Он страстно любил музей, весь созданный его собственными руками. Он не спал ночами, писал или строгал что-то в своём маленьком мезонинчике наверху, где стояла его железная коечка и где ему разрешено было жить. Он имел пропуск для «вольного хождения» в зоне канала, но почти никогда никуда не ходил, словно боялся хотя бы на минуту оставить своё прибежище, чтобы вдруг… Что же ещё могло случиться «вдруг»?

Мне казалось, что если бы он лишился своего существования в музее, он переживал бы это тяжелее, чем потерю свободы и кафедры в Ленинграде. Ведь это был последний осколок его жизни, последняя иллюзия…

«Карл Маркс» каждый рейс ночевал в Повенце, и пока туристы спали утомленные экскурсиями и впечатлениями, я забегала к Николаю Ивановичу. Постепенно он ко мне привык, радовался моему приходу, ждал «Карла Маркса»…

Со мной на пароходе плавал сынишка Славка, пяти лет. Он обожал музей и дедушку Сидорова, всюду совал свой любопытный нос, и когда Николай Иванович гладил его стриженную головенку, я замечала, как начинает дрожать сухонькая старческая рука, а в потухших невыразительных глазах сверкала какая-то влага…

Он выстругал для Славки чудесный кораблик и выкрасил его масляной краской…

Когда мы познакомились с ним поближе, он попросил меня, когда буду в Москве — узнать, будет ли издана его монография об Игоре Грабаре, которую он закончил незадолго до ареста и сдал в издательство. А я-то думала, что все его интересы — здесь, в музее. Ведь он никогда не рассказывал о «той» прежней жизни…

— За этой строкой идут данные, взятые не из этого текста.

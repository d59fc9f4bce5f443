//! # Domain Models
//!
//! Canonical types for the market overview pipeline.
//!
//! | Type | Description |
//! |------|-------------|
//! | [`Instrument`] | Closed set of energy instruments |
//! | [`TimeRange`] | Closed set of historical windows |
//! | [`MarketObservation`] | One point of a series |
//! | [`InstrumentParameters`] | Stochastic parameters per instrument |
//! | [`TimeWindowSpec`] | Point count and spacing per time range |
//! | [`MarketProfile`] | Lookup table for both parameter records |
//! | [`UtcDateTime`] | UTC timestamp |

mod instrument;
mod observation;
mod profile;
mod time_range;
mod timestamp;

pub use instrument::Instrument;
pub use observation::{
    fill_moving_averages, trailing_mean, MarketObservation, LONG_WINDOW, SHORT_WINDOW,
};
pub use profile::{InstrumentParameters, MarketProfile, TimeWindowSpec};
pub use time_range::TimeRange;
pub use timestamp::UtcDateTime;
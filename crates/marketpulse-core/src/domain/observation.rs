use serde::{Deserialize, Serialize};

use super::UtcDateTime;

/// Trailing windows used for the moving-average overlays.
pub const SHORT_WINDOW: usize = 5;
pub const LONG_WINDOW: usize = 20;

/// One point of a market series.
///
/// `timestamp` is kept in its RFC3339 wire form so series received from an
/// upstream source can be checked before they are trusted.
#[derive(Debug, Clone, PartialEq, Serialize, Deserialize)]
pub struct MarketObservation {
    pub timestamp: String,
    pub value: f64,
    pub volume: u64,
    pub change: f64,
    pub volatility: f64,
    pub trend: f64,
    pub ma5: f64,
    pub ma20: f64,
}

impl MarketObservation {
    pub fn parsed_timestamp(&self) -> Option<UtcDateTime> {
        UtcDateTime::parse(&self.timestamp)
    }
}

/// Mean of `values[max(0, index + 1 - window)..=index]`.
pub fn trailing_mean(values: &[f64], index: usize, window: usize) -> f64 {
    let start = (index + 1).saturating_sub(window.max(1));
    let slice = &values[start..=index];
    slice.iter().sum::<f64>() / slice.len() as f64
}

/// Recomputes `ma5`/`ma20` for every point, shrinking the window at the start.
pub fn fill_moving_averages(series: &mut [MarketObservation]) {
    let values: Vec<f64> = series.iter().map(|point| point.value).collect();
    for (index, point) in series.iter_mut().enumerate() {
        point.ma5 = trailing_mean(&values, index, SHORT_WINDOW);
        point.ma20 = trailing_mean(&values, index, LONG_WINDOW);
    }
}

Когда я вернулась в Москву, я узнала. Конечно, монографию «врага народа» печатать не собирались, рукопись из редакции была изъята, и куда девалась — неизвестно.

Дожил ли Николай Иванович до реабилитации? Вряд ли. Тогда ему было уже далеко за семьдесят…

Когда в 1966-м году — 32 года спустя, мне довелось снова плыть по Беломоро-Балтиийскому каналу, я пыталась узнать — что сталось с музеем — уцелел ли он во время войны? Мне сказали, что сначала он был переведён на Водораздел, потом ещё куда-то, но и там не сохранился…

…Ну, хватит отступлений.

Итак, я снова, через годы, оказалась в Пушсовхозе. Правда, не в самом совхозе, а рядом. Черно-бурых лис и норок, которых здесь теперь развели, заключённые не обслуживали. Лагерь — около двух тысяч человек — занимался, в основном, сельским хозяйством, корчёвкой леса, какими-то мелиоративными работами. Это было подсобное хозяйство Белбалтлага.

Когда нас туда привезли, сначала, как водится, всех отправили на общие работы… Была весна, и в огромных парниках уже рассаживали — «пикировали» — капусту. Работа, вроде бы и пустяковая — высаживать из ящика зеленые росточки в парниковую раму. Но после часа сидения на корточках или стояния на коленях — начинало ломить все тело, спину невозможно было разогнуть, а к вечеру казалось, что никогда в жизни уже не встать на ноги. Но утром мы, хотя и с ломотой во всём теле, снова вставали и снова садились на корточки у парниковых рам… И постепенно боли уменьшались — «везде нужна сноровка, закалка, тренировка…»

Так прошло недели две. Пришла настоящая Карельская весна, пролетели на север журавлиные стаи. Теперь по вечерам всё же хватало сил хотя бы перемолвиться словом с соседкой по нарам.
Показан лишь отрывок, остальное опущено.